■ Information:
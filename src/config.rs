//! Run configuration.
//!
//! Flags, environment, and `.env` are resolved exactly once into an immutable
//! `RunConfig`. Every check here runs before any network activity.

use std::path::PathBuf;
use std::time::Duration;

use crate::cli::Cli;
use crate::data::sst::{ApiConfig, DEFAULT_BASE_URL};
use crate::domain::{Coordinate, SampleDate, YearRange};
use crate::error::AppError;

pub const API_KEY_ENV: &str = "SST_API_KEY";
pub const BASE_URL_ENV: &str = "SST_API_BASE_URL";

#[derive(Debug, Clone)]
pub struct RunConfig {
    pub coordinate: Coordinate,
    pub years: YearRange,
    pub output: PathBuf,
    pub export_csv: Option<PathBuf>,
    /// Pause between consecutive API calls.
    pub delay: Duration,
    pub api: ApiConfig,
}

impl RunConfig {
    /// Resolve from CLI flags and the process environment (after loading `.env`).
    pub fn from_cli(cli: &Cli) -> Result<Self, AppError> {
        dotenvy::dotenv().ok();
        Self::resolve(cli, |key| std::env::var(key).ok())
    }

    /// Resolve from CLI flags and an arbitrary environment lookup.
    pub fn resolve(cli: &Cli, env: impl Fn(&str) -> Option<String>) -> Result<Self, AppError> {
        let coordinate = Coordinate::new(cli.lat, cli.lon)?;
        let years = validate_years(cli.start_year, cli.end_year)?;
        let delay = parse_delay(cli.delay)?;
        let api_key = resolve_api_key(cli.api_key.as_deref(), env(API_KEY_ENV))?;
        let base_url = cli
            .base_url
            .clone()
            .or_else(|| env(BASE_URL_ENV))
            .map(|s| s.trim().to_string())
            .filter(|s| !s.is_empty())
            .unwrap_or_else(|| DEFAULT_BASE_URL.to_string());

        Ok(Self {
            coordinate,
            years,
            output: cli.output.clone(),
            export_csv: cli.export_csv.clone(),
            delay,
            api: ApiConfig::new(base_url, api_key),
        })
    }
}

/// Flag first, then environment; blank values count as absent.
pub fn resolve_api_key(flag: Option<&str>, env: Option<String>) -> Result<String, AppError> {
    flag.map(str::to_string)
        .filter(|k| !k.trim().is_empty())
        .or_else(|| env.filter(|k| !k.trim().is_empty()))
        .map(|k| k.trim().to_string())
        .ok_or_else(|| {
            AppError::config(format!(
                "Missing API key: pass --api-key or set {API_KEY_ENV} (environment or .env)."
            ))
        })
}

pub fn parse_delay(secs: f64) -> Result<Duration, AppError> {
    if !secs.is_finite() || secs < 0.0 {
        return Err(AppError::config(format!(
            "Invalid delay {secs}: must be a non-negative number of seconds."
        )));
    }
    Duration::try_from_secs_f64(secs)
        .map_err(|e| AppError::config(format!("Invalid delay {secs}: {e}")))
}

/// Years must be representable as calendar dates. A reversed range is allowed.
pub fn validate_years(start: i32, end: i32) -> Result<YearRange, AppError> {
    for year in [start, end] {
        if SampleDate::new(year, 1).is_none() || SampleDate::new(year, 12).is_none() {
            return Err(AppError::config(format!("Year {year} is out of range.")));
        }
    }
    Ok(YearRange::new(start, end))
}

■ Required action: In full and without change, transcribe the entries.

■ Your response:
filename src/config.rs
//! Run configuration.
//!
//! Flags, environment, and `.env` are resolved exactly once into an immutable
//! `RunConfig`. Every check here runs before any network activity.

use std::path::PathBuf;
use std::time::Duration;

use crate::cli::Cli;
use crate::data::sst::{ApiConfig, DEFAULT_BASE_URL};
use crate::domain::{Coordinate, SampleDate, YearRange};
use crate::error::AppError;

pub const API_KEY_ENV: &str = "SST_API_KEY";
pub const BASE_URL_ENV: &str = "SST_API_BASE_URL";

#[derive(Debug, Clone)]
pub struct RunConfig {
    pub coordinate: Coordinate,
    pub years: YearRange,
    pub output: PathBuf,
    pub export_csv: Option<PathBuf>,
    /// Pause between consecutive API calls.
    pub delay: Duration,
    pub api: ApiConfig,
}

impl RunConfig {
    /// Resolve from CLI flags and the process environment (after loading `.env`).
    pub fn from_cli(cli: &Cli) -> Result<Self, AppError> {
        dotenvy::dotenv().ok();
        Self::resolve(cli, |key| std::env::var(key).ok())
    }

    /// Resolve from CLI flags and an arbitrary environment lookup.
    pub fn resolve(cli: &Cli, env: impl Fn(&str) -> Option<String>) -> Result<Self, AppError> {
        let coordinate = Coordinate::new(cli.lat, cli.lon)?;
        let years = validate_years(cli.start_year, cli.end_year)?;
        let delay = parse_delay(cli.delay)?;
        let api_key = resolve_api_key(cli.api_key.as_deref(), env(API_KEY_ENV))?;
        let base_url = cli
            .base_url
            .clone()
            .or_else(|| env(BASE_URL_ENV))
            .map(|s| s.trim().to_string())
            .filter(|s| !s.is_empty())
            .unwrap_or_else(|| DEFAULT_BASE_URL.to_string());

        Ok(Self {
            coordinate,
            years,
            output: cli.output.clone(),
            export_csv: cli.export_csv.clone(),
            delay,
            api: ApiConfig::new(base_url, api_key),
        })
    }
}

/// Flag first, then environment; blank values count as absent.
pub fn resolve_api_key(flag: Option<&str>, env: Option<String>) -> Result<String, AppError> {
    flag.map(str::to_string)
        .filter(|k| !k.trim().is_empty())
        .or_else(|| env.filter(|k| !k.trim().is_empty()))
        .map(|k| k.trim().to_string())
        .ok_or_else(|| {
            AppError::config(format!(
                "Missing API key: pass --api-key or set {API_KEY_ENV} (environment or .env)."
            ))
        })
}

pub fn parse_delay(secs: f64) -> Result<Duration, AppError> {
    if !secs.is_finite() || secs < 0.0 {
        return Err(AppError::config(format!(
            "Invalid delay {secs}: must be a non-negative number of seconds."
        )));
    }
    Duration::try_from_secs_f64(secs)
        .map_err(|e| AppError::config(format!("Invalid delay {secs}: {e}")))
}

/// Years must be representable as calendar dates. A reversed range is allowed.
pub fn validate_years(start: i32, end: i32) -> Result<YearRange, AppError> {
    for year in [start, end] {
        if SampleDate::new(year, 1).is_none() || SampleDate::new(year, 12).is_none() {
            return Err(AppError::config(format!("Year {year} is out of range.")));
        }
    }
    Ok(YearRange::new(start, end))
}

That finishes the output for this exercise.